Over the past several weeks, as communities across the country have erupted in deep-seated anger and frustration over George Floyd's murder, I've been listening and reflecting on what I can do to help spur the change our society has needed for generations.
Don't get me wrong, I'm outraged. Outraged that George Floyd's murder is just the latest incident in a multi-generational history of ignored brutality. Outraged that unarmed black men and women continue to die at the hands of law enforcement. Outraged that black and brown communities continue to live in fear of individuals who have pledged to serve and protect. Outraged that systemic racism continues to exist in our nation.
This must stop.
Our education system is not without fault in perpetuating the systemic inequities and institutional bias that many of our communities have accepted as normal. Education is an institution rife with historic inequities in resourcing, inequities in discipline, and inequities in opportunity.

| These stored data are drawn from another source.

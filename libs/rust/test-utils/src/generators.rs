//! Shared proptest generators.

use crate::mocks::MockReply;
use proptest::prelude::*;
use reqwest::StatusCode;

/// Generate any status in the 2xx range.
pub fn success_status_strategy() -> impl Strategy<Value = StatusCode> {
    (200u16..300).prop_map(status)
}

/// Generate any valid status outside the 2xx range.
pub fn failure_status_strategy() -> impl Strategy<Value = StatusCode> {
    prop_oneof![
        (100u16..200).prop_map(status),
        (300u16..600).prop_map(status),
        Just(StatusCode::UNAUTHORIZED),
        Just(StatusCode::FORBIDDEN),
    ]
}

/// Generate a failure that prevents any response from arriving.
pub fn transport_failure_strategy() -> impl Strategy<Value = MockReply> {
    prop_oneof![Just(MockReply::ConnectionRefused), Just(MockReply::Timeout)]
}

/// Generate the human-readable `status` text of a refresh payload.
pub fn status_message_strategy() -> impl Strategy<Value = String> {
    prop_oneof![
        Just("access token refreshed".to_string()),
        Just("ok".to_string()),
        "[a-zA-Z0-9 ]{1,40}",
    ]
}

/// Generate a response body that is not JSON.
pub fn non_json_body_strategy() -> impl Strategy<Value = String> {
    prop_oneof![
        Just("<html><body>ok</body></html>".to_string()),
        Just(String::new()),
        "[a-zA-Z ]{1,40}".prop_filter("JSON keyword", |s| {
            !matches!(s.trim(), "true" | "false" | "null")
        }),
    ]
}

fn status(code: u16) -> StatusCode {
    StatusCode::from_u16(code).unwrap_or(StatusCode::INTERNAL_SERVER_ERROR)
}
//! One-shot startup hook.
//!
//! A [`LoadHook`] stands for one application load. The host calls
//! [`LoadHook::fire`] (or [`LoadHook::spawn`]) from its startup sequence;
//! the first call performs the refresh attempt and every later call is a
//! no-op.

use crate::refresh::bootstrap::RefreshBootstrap;
use crate::refresh::report::RefreshReport;
use rust_common::Transport;
use std::sync::Arc;
use std::sync::atomic::{AtomicBool, Ordering};
use tokio::task::JoinHandle;
use tracing::debug;

/// Runs the refresh attempt exactly once per load.
pub struct LoadHook<T> {
    bootstrap: Arc<RefreshBootstrap<T>>,
    fired: AtomicBool,
}

impl<T: Transport + 'static> LoadHook<T> {
    /// Create a hook that owns its bootstrap.
    pub fn new(bootstrap: RefreshBootstrap<T>) -> Self {
        Self::shared(Arc::new(bootstrap))
    }

    /// Create a hook over a bootstrap shared with other loads.
    pub const fn shared(bootstrap: Arc<RefreshBootstrap<T>>) -> Self {
        Self {
            bootstrap,
            fired: AtomicBool::new(false),
        }
    }

    /// Whether the hook has already run.
    pub fn fired(&self) -> bool {
        self.fired.load(Ordering::Acquire)
    }

    /// Run the refresh attempt if this hook has not fired yet.
    ///
    /// Returns `None` when the hook already fired.
    pub async fn fire(&self) -> Option<RefreshReport> {
        if self.fired.swap(true, Ordering::AcqRel) {
            debug!(endpoint = %self.bootstrap.endpoint(), "Load hook already fired");
            return None;
        }
        Some(self.bootstrap.attempt_refresh_report().await)
    }

    /// Fire the hook on a background task.
    ///
    /// The handle may be dropped; the attempt still runs to completion.
    pub fn spawn(self) -> JoinHandle<Option<RefreshReport>> {
        tokio::spawn(async move { self.fire().await })
    }
}

#[cfg(test)]
mod tests {
    use super::*;
    use crate::config::EndpointVariant;
    use reqwest::{StatusCode, Url};
    use test_utils::MockTransport;

    fn shared_bootstrap() -> (MockTransport, Arc<RefreshBootstrap<MockTransport>>) {
        let transport = MockTransport::responding(StatusCode::OK, "");
        let url = Url::parse("http://localhost:8080/refresh").unwrap();
        let bootstrap = RefreshBootstrap::new(transport.clone(), url, EndpointVariant::Refresh);
        (transport, Arc::new(bootstrap))
    }

    #[tokio::test]
    async fn test_fires_once() {
        let (transport, bootstrap) = shared_bootstrap();
        let hook = LoadHook::shared(Arc::clone(&bootstrap));
        assert!(!hook.fired());

        assert!(hook.fire().await.is_some_and(|r| r.outcome()));
        assert!(hook.fired());
        assert!(hook.fire().await.is_none());

        assert_eq!(transport.call_count().await, 1);
        assert_eq!(bootstrap.metrics().attempts.get(), 1);
    }

    #[tokio::test]
    async fn test_each_load_gets_its_own_attempt() {
        let (transport, bootstrap) = shared_bootstrap();
        for _ in 0..3 {
            let hook = LoadHook::shared(Arc::clone(&bootstrap));
            hook.fire().await;
            hook.fire().await;
        }
        assert_eq!(transport.call_count().await, 3);
    }

    #[tokio::test]
    async fn test_spawn_runs_to_completion() {
        let (_, bootstrap) = shared_bootstrap();
        let report = LoadHook::shared(Arc::clone(&bootstrap))
            .spawn()
            .await
            .unwrap();
        assert!(report.is_some_and(|r| r.outcome()));
        assert_eq!(bootstrap.metrics().refreshed.get(), 1);
    }
}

These structures must be dismantled.
As a leader in our education system, I'm taking my outrage and using it to fuel my commitment to right these wrongs, correct for the injustices, dismantle the systemic barriers, and ensure every student has access to the opportunities to learn and achieve regardless of their skin color.
Educators are change agents and community leaders.
Our education system is part of the solution. Over the past few years, we've taken steps to advance this mission. We created a toolkit for school communities to prevent, respond and recover from racist incidents. We've begun to prepare our teachers and school leaders to use equitable practices and engage in uncomfortable conversations about race and discrimination among themselves and with students and families. We're recruiting more minority educators, so more students see teachers, principals, and superintendents that look like them at school. Moving forward we will continue to build and offer more trainings to equip teachers and school leaders to support their own self-awareness and on how to create more equitable and thoughtful learning spaces. This isn't a victory lap – it's our responsibility, and it's a call to action as more work needs to be done.
We need to continue to dismantle the barriers to opportunity.
We must work together to reconstruct this system so it serves everyone equitably. We need to call on our elected officials to equitably resource our schools – accounting for not just academics, but the social, emotional, and mental health needs of our communities. We need to construct an education system that empowers our black and brown youth and gives them the tools and supports they need to be our next generation of leaders and change agents. Leaders in our classrooms, leaders in our corporate suites and executive offices, and leaders in our communities.
The work is difficult but needs to be done. We must use this moment to recommit and move forward. We cannot look back a generation from now and say, "what if we had done more?"
In my role as an education leader, I will continue to denounce and speak out against racism and inequities. I will continue to advocate on behalf of our students impacted by educational structures that have failed them. And I will lead my organization to keep equity at the forefront of everything we do.
We need to reimagine what an education system can look like without barriers. We need to hold one another accountable to advancing these goals. And we need to use this moment, this outrage, this commitment to move forward.